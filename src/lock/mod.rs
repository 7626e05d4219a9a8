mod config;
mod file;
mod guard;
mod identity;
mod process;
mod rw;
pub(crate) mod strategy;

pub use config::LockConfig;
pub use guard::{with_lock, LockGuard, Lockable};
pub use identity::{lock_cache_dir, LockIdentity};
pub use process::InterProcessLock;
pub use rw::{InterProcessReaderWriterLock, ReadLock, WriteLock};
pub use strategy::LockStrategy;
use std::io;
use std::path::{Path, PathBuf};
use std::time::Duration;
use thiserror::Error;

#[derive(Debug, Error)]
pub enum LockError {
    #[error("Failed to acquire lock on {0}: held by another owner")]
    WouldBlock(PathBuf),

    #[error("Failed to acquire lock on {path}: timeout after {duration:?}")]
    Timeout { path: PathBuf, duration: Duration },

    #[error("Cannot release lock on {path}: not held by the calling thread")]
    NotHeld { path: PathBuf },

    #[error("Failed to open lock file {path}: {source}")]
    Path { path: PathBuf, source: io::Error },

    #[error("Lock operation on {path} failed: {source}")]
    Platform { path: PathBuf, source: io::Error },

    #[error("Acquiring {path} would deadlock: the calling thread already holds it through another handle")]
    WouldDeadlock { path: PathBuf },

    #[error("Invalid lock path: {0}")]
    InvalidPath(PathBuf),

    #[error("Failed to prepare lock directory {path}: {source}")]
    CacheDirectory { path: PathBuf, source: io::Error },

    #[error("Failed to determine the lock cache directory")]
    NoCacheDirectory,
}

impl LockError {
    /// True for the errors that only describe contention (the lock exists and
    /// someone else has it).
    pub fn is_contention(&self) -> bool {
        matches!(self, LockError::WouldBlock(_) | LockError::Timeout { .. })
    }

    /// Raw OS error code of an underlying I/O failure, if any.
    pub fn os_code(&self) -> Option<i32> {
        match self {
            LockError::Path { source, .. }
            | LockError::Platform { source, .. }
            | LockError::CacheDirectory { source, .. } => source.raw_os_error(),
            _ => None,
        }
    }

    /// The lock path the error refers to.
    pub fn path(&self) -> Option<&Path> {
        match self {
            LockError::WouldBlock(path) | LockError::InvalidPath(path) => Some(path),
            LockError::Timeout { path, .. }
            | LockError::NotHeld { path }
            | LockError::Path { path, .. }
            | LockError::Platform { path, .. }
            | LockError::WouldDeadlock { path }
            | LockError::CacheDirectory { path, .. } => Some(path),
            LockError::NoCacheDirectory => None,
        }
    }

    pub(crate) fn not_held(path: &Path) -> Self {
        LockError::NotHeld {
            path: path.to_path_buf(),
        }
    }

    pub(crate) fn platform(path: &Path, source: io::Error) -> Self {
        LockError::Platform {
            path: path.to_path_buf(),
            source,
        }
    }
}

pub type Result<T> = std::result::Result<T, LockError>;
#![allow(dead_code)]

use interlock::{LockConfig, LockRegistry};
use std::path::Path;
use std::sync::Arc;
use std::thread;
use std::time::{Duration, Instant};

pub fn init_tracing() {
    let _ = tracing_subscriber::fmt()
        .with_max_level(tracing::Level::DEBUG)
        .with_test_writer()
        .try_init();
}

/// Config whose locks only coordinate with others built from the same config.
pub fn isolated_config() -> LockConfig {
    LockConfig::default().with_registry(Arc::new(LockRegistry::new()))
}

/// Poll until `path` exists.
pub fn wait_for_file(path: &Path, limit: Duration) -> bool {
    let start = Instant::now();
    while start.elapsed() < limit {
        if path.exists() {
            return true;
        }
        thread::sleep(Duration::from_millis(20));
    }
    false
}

· · · · ·

▸ WORK REQUIRED: Your answer must be the full set of entries, copied exactly.

▸ TASK RESPONSE:
filename src/lock/mod.rs
repository 7626e05d4219a9a8
mod config;
mod file;
mod guard;
mod identity;
mod process;
mod rw;
pub(crate) mod strategy;

pub use config::LockConfig;
pub use guard::{with_lock, LockGuard, Lockable};
pub use identity::{lock_cache_dir, LockIdentity};
pub use process::InterProcessLock;
pub use rw::{InterProcessReaderWriterLock, ReadLock, WriteLock};
pub use strategy::LockStrategy;
use std::io;
use std::path::{Path, PathBuf};
use std::time::Duration;
use thiserror::Error;

#[derive(Debug, Error)]
pub enum LockError {
    #[error("Failed to acquire lock on {0}: held by another owner")]
    WouldBlock(PathBuf),

    #[error("Failed to acquire lock on {path}: timeout after {duration:?}")]
    Timeout { path: PathBuf, duration: Duration },

    #[error("Cannot release lock on {path}: not held by the calling thread")]
    NotHeld { path: PathBuf },

    #[error("Failed to open lock file {path}: {source}")]
    Path { path: PathBuf, source: io::Error },

    #[error("Lock operation on {path} failed: {source}")]
    Platform { path: PathBuf, source: io::Error },

    #[error("Acquiring {path} would deadlock: the calling thread already holds it through another handle")]
    WouldDeadlock { path: PathBuf },

    #[error("Invalid lock path: {0}")]
    InvalidPath(PathBuf),

    #[error("Failed to prepare lock directory {path}: {source}")]
    CacheDirectory { path: PathBuf, source: io::Error },

    #[error("Failed to determine the lock cache directory")]
    NoCacheDirectory,
}

impl LockError {
    /// True for the errors that only describe contention (the lock exists and
    /// someone else has it).
    pub fn is_contention(&self) -> bool {
        matches!(self, LockError::WouldBlock(_) | LockError::Timeout { .. })
    }

    /// Raw OS error code of an underlying I/O failure, if any.
    pub fn os_code(&self) -> Option<i32> {
        match self {
            LockError::Path { source, .. }
            | LockError::Platform { source, .. }
            | LockError::CacheDirectory { source, .. } => source.raw_os_error(),
            _ => None,
        }
    }

    /// The lock path the error refers to.
    pub fn path(&self) -> Option<&Path> {
        match self {
            LockError::WouldBlock(path) | LockError::InvalidPath(path) => Some(path),
            LockError::Timeout { path, .. }
            | LockError::NotHeld { path }
            | LockError::Path { path, .. }
            | LockError::Platform { path, .. }
            | LockError::WouldDeadlock { path }
            | LockError::CacheDirectory { path, .. } => Some(path),
            LockError::NoCacheDirectory => None,
        }
    }

    pub(crate) fn not_held(path: &Path) -> Self {
        LockError::NotHeld {
            path: path.to_path_buf(),
        }
    }

    pub(crate) fn platform(path: &Path, source: io::Error) -> Self {
        LockError::Platform {
            path: path.to_path_buf(),
            source,
        }
    }
}

pub type Result<T> = std::result::Result<T, LockError>;
#![allow(dead_code)]

use interlock::{LockConfig, LockRegistry};
use std::path::Path;
use std::sync::Arc;
use std::thread;
use std::time::{Duration, Instant};

pub fn init_tracing() {
    let _ = tracing_subscriber::fmt()
        .with_max_level(tracing::Level::DEBUG)
        .with_test_writer()
        .try_init();
}

/// Config whose locks only coordinate with others built from the same config.
pub fn isolated_config() -> LockConfig {
    LockConfig::default().with_registry(Arc::new(LockRegistry::new()))
}

/// Poll until `path` exists.
pub fn wait_for_file(path: &Path, limit: Duration) -> bool {
    let start = Instant::now();
    while start.elapsed() < limit {
        if path.exists() {
            return true;
        }
        thread::sleep(Duration::from_millis(20));
    }
    false
}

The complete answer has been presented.